Document Type: Original Articles
Foot and Mouth Disease Reference Laboratory, Razi Vaccine & Serum Research Institute. Agricultural Research Education and Extension Organization (AREEO), Karaj, Iran Agricultural Research, Education and Extention Organization (AREEO), Karaj, Iran
Quality Control Department, Razi Vaccine & Serum Research Institute. Agricultural Research Education and Extension Organization (AREEO), Karaj, Iran
The foot-and-mouth disease virus (FMDV) is one of the infectious agents that seriously threatens the animal health and welfare. FMDV has a very variable genome and complicated biology. Therefore, ongoing evaluation of genetic changes of the circulating viruses in field is essential to introduce the suitable strains for vaccine production.
During 2014 and 2015, 126 clinical specimens consisting of epithelial tissue and vesicular fluid from tongue, dental pad, and hoofs suspected of FMD virus were submitted to the Reference laboratory for FMD in Razi vaccine and serum research institute and 86 of them were identified as FMD virus type A by sandwich ELISA. Viruses were isolated from 42 samples from sixteen provinces by cell culture. At first by PCR the coding region that produces the main part of viral capsid was amplified. This part of genome by 800 bp length was related to the 1D gene that synthesizes the VP1 protein.

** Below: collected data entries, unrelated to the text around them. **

//! Exchange rate lookup with a permanent daily cache and chained providers.

use std::sync::Arc;

use chrono::NaiveDate;
use prestamos_shared::{Currency, HttpRateProvider};
use rust_decimal::Decimal;
use tracing::{debug, info, warn};

use super::conversion::round2;
use super::error::RateError;
use super::exchange::ExchangeRate;

/// Persistence for cached rates.
///
/// This trait is implemented by the db crate to provide actual database operations.
pub trait RateStore: Send + Sync {
    /// Find the cached rate for a key.
    fn find_rate(
        &self,
        rate_date: NaiveDate,
        base: Currency,
        quote: Currency,
    ) -> impl std::future::Future<Output = Result<Option<Decimal>, RateError>> + Send;

    /// Insert the rate unless its key already exists, then return the stored row.
    ///
    /// When two writers race on one key the first row wins and is returned to both.
    fn get_or_create(
        &self,
        rate: ExchangeRate,
    ) -> impl std::future::Future<Output = Result<ExchangeRate, RateError>> + Send;
}

/// A remote source of live rates.
pub trait RateProvider: Send + Sync {
    /// Name used in logs.
    fn name(&self) -> &'static str;

    /// Fetch the latest rate. Any failure is `None`.
    fn fetch(
        &self,
        base: Currency,
        quote: Currency,
    ) -> impl std::future::Future<Output = Option<Decimal>> + Send;
}

impl RateProvider for HttpRateProvider {
    fn name(&self) -> &'static str {
        self.api().name()
    }

    async fn fetch(&self, base: Currency, quote: Currency) -> Option<Decimal> {
        match self.fetch_latest(base, quote).await {
            Ok(rate) => Some(rate),
            Err(e) => {
                warn!(provider = self.api().name(), %base, %quote, error = %e, "rate provider failed");
                None
            }
        }
    }
}

/// Rate lookup and conversion as used by the rest of the core.
pub trait ExchangeRates: Send + Sync {
    /// Rate for `base -> quote` as of `date`.
    fn get_rate(
        &self,
        base: Currency,
        quote: Currency,
        date: NaiveDate,
    ) -> impl std::future::Future<Output = Result<Decimal, RateError>> + Send;

    /// Converts `amount` from one currency to another, rounded to two decimals.
    ///
    /// Same-currency requests return `amount` untouched without a lookup.
    fn convert(
        &self,
        amount: Decimal,
        from: Currency,
        to: Currency,
        date: NaiveDate,
    ) -> impl std::future::Future<Output = Result<Decimal, RateError>> + Send {
        async move {
            if from == to {
                return Ok(amount);
            }
            let rate = self.get_rate(from, to, date).await?;
            Ok(round2(amount * rate))
        }
    }
}

/// Cache-aside rate service.
pub struct RateService<S: RateStore, P: RateProvider> {
    store: Arc<S>,
    providers: Vec<P>,
}

impl<S: RateStore, P: RateProvider> RateService<S, P> {
    /// Create a rate service. Providers are tried in the given order.
    #[must_use]
    pub fn new(store: Arc<S>, providers: Vec<P>) -> Self {
        Self { store, providers }
    }

    async fn fetch_remote(&self, base: Currency, quote: Currency) -> Option<(&'static str, Decimal)> {
        for provider in &self.providers {
            match provider.fetch(base, quote).await {
                Some(rate) if rate > Decimal::ZERO => return Some((provider.name(), rate)),
                _ => debug!(provider = provider.name(), %base, %quote, "no rate, trying next provider"),
            }
        }
        None
    }
}

impl<S: RateStore, P: RateProvider> ExchangeRates for RateService<S, P> {
    async fn get_rate(
        &self,
        base: Currency,
        quote: Currency,
        date: NaiveDate,
    ) -> Result<Decimal, RateError> {
        if base == quote {
            return Ok(Decimal::ONE);
        }

        if let Some(rate) = self.store.find_rate(date, base, quote).await? {
            debug!(%base, %quote, %date, %rate, "rate cache hit");
            return Ok(rate);
        }

        let Some((provider, rate)) = self.fetch_remote(base, quote).await else {
            warn!(%base, %quote, %date, "all rate providers failed");
            return Err(RateError::NoRateAvailable { base, quote, date });
        };

        let stored = self
            .store
            .get_or_create(ExchangeRate::new(base, quote, rate, date))
            .await?;
        info!(provider, %base, %quote, %date, rate = %stored.rate, "rate cached");
        Ok(stored.rate)
    }
}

The phylogenetic evaluation was performed by analysis of the VP1 coding region. The result determined two distinct genotypes with more than 15% nucleotide differences. The first cluster was categorized with closely related viruses registered in GeneBank of neighboring countries, e.g. Afghanistan, Pakistan, and Turkey. All samples in Cluster1 were determined as relative viruses with genotype Iran-05. In-vitro serological examination indicated an antigenic relationship between Cluster 1 viruses and routine vaccine strain (A-IRN-2013). The second cluster with only two members genetically far from earlier one and could be considered as a separate genotype. In this study were found that the cluster 2 has not been previously reported in Iran. Genetic tracing indicates that these viruses might have been originated from circulating viruses from India. Antigenic evaluation exhibited that this group could not be cross-protected by the routine vaccinal strain (A-IRN-2013) that used during the studying period.